DATA LISTING Start Marker
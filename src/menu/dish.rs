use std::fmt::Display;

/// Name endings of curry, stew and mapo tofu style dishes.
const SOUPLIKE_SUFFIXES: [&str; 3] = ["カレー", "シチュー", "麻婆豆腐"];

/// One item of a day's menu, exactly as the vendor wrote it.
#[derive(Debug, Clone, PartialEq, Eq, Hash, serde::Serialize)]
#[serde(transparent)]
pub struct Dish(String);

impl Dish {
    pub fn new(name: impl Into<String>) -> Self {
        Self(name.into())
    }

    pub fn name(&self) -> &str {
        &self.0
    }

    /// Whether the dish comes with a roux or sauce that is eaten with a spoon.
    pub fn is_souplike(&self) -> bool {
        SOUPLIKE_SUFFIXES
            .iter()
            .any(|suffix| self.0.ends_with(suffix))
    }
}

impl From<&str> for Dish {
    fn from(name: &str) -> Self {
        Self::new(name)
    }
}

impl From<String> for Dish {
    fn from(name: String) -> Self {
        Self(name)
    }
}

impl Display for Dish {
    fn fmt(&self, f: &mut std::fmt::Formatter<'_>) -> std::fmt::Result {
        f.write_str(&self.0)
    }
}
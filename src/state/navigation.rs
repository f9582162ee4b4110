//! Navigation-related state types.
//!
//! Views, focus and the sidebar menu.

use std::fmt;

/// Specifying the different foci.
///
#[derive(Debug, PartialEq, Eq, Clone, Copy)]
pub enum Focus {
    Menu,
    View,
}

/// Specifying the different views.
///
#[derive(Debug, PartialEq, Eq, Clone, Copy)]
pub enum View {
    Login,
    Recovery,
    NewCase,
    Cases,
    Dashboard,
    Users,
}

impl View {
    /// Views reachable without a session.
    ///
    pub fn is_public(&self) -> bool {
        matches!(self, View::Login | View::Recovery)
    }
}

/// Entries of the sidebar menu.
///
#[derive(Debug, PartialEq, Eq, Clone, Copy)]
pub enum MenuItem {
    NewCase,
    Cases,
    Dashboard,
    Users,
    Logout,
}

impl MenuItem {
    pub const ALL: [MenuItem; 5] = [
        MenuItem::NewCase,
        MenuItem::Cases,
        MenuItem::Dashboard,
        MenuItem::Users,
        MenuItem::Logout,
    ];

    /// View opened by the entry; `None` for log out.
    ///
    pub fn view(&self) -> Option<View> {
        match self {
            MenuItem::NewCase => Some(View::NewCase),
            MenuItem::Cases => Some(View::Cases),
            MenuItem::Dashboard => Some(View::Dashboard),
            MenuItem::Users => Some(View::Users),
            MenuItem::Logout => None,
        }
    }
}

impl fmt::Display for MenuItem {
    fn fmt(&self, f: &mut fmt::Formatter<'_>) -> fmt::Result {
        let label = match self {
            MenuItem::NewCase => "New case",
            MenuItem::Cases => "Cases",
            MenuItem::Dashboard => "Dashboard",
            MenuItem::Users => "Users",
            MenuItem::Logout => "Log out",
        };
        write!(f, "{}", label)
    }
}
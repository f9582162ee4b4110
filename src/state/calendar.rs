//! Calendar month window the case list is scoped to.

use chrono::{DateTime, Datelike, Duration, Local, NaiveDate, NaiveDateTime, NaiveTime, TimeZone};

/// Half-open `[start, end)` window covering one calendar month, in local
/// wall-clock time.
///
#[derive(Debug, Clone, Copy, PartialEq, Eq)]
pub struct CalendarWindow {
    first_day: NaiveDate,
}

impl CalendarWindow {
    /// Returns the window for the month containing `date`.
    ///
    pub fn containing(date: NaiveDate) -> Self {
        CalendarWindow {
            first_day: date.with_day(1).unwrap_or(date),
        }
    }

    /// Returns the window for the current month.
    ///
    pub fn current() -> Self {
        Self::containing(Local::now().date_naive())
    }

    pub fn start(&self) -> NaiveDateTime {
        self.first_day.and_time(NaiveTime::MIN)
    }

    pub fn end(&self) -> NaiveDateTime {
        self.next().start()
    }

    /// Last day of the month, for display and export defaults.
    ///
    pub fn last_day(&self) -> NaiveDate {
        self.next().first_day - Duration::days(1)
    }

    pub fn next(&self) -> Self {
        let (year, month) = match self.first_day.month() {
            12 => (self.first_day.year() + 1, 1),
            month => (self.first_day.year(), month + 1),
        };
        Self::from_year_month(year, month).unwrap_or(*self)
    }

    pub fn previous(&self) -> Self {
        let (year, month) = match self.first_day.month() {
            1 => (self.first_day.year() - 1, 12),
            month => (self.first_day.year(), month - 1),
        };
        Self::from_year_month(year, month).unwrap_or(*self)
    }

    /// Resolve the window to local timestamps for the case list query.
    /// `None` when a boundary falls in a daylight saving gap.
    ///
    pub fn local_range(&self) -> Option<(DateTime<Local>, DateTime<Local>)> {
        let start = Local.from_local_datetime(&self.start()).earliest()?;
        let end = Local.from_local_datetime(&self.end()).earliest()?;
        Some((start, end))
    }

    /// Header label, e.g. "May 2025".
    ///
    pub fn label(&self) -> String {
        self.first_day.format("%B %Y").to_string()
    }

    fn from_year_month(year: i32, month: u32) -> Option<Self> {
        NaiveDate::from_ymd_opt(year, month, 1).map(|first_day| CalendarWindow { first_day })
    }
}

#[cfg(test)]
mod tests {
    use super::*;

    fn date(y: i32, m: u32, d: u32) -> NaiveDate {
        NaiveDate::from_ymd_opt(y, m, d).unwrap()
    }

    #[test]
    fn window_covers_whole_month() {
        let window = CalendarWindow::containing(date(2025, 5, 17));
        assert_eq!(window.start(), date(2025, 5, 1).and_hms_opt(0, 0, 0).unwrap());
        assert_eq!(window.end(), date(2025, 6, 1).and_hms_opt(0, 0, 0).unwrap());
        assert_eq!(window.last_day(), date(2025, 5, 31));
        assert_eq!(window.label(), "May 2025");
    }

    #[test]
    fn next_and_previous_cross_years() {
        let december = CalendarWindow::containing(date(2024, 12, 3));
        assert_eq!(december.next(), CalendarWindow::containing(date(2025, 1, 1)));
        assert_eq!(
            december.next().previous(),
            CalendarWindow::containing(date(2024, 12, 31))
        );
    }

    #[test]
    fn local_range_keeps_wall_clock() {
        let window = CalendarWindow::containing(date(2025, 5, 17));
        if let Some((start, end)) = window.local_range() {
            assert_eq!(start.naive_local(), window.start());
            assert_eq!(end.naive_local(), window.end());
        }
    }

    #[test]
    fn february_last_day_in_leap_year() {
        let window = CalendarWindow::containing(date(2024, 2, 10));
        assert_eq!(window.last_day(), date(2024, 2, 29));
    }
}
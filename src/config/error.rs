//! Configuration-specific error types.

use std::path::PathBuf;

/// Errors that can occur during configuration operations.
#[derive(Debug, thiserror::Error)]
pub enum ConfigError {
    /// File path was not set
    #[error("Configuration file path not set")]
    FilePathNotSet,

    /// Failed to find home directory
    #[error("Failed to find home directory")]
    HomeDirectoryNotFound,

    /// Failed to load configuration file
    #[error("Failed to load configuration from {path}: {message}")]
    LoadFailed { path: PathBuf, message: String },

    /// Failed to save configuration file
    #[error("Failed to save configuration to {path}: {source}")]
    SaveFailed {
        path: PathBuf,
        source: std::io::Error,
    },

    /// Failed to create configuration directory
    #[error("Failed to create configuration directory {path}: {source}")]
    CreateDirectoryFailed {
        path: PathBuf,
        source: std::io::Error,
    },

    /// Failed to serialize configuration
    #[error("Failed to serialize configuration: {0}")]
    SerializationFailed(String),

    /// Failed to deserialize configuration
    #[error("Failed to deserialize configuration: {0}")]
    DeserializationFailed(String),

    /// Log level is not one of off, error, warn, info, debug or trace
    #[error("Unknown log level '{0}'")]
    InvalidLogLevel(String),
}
DATA LISTING End Marker
## INSTRUCTIONS TO FOLLOW
Beginning at the line with "during configuration operations." and ending at the line with "load configuration file", reproduce each line of the data above exactly, and add no other lines.

## SOLUTION TO THE PROBLEM
/// Errors that can occur during configuration operations.
#[derive(Debug, thiserror::Error)]
pub enum ConfigError {
    /// File path was not set
    #[error("Configuration file path not set")]
    FilePathNotSet,

    /// Failed to find home directory
    #[error("Failed to find home directory")]
    HomeDirectoryNotFound,

    /// Failed to load configuration file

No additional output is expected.